I don’t want to be the next Steve Jobs, Richard Branson or Alan Sugar. Just thought I’d put that out there because, after attending a seminar the other day, I learned something - but what I learned was the exact opposite of the lesson the seminar was supposed to teach us.

The seminar highlighted the all-consuming need to be innovative to survive in what one of the speakers called “the hyper-competitive, digitally-empowered, technologically-disrupted, globalised economy”. I must admit that, after a while, I began to play buzzword bingo with all those hyphenated compound adjectives.

What I’m going to say next will make me sound horribly complacent. I don’t regard innovation as an all-consuming need. Why not? Because my main ambition is to leave this business in a better state than when I took over - and make a comfortable living while running it. I don’t have ambitions to double my turnover in five years because, as Billy Joel said about clever conversations, I don’t want to work that hard. And I know it’s corny, but I do feel that you don’t own your company you merely curate it for the next generation.

That said, it’s hard to say if any of the younger members of the Mole family will want to take this on. The youngest is still quite keen to be an astronaut, and the others are too focused on exams, Snapchat and Pokemon Go (not necessarily in that order) to be thinking clearly about how they’d like to earn a living.

The perception today is that you can’t run a company in any sector unless you work 24/7, are so determined to reach the top that you’ll be as unprincipled as a contestant on The Apprentice and turn every threat into an opportunity.

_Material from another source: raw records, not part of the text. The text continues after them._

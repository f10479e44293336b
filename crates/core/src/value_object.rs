//! Value object trait: equality by value, not identity.

/// Marker trait for value objects.
///
/// Value objects are **immutable** and **compared by value** - they carry no
/// identity of their own. `Email`, `Username` and the task hour wrappers are
/// all value objects: two `Email`s holding the same address are equal, and
/// "modifying" one means constructing a new value.
///
/// The bounds mirror what that implies in practice: values are cheap to clone,
/// comparable by their attributes, and debuggable in logs and tests.
pub trait ValueObject: Clone + PartialEq + core::fmt::Debug {}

In the real world, outside business schools, many companies have a simple five-year plan: survival. And when they hear consultants talk about the need to develop resilience, they immediately think of their cash in the bank. If I have a role model, it is probably Lord Melbourne, the Victorian prime minister who said: “When it is not necessary to change, it is necessary not to change.” Cynical but it’s a lot closer to how I - and many of my fellow print service providers think - than exhortations full of compound adjectives.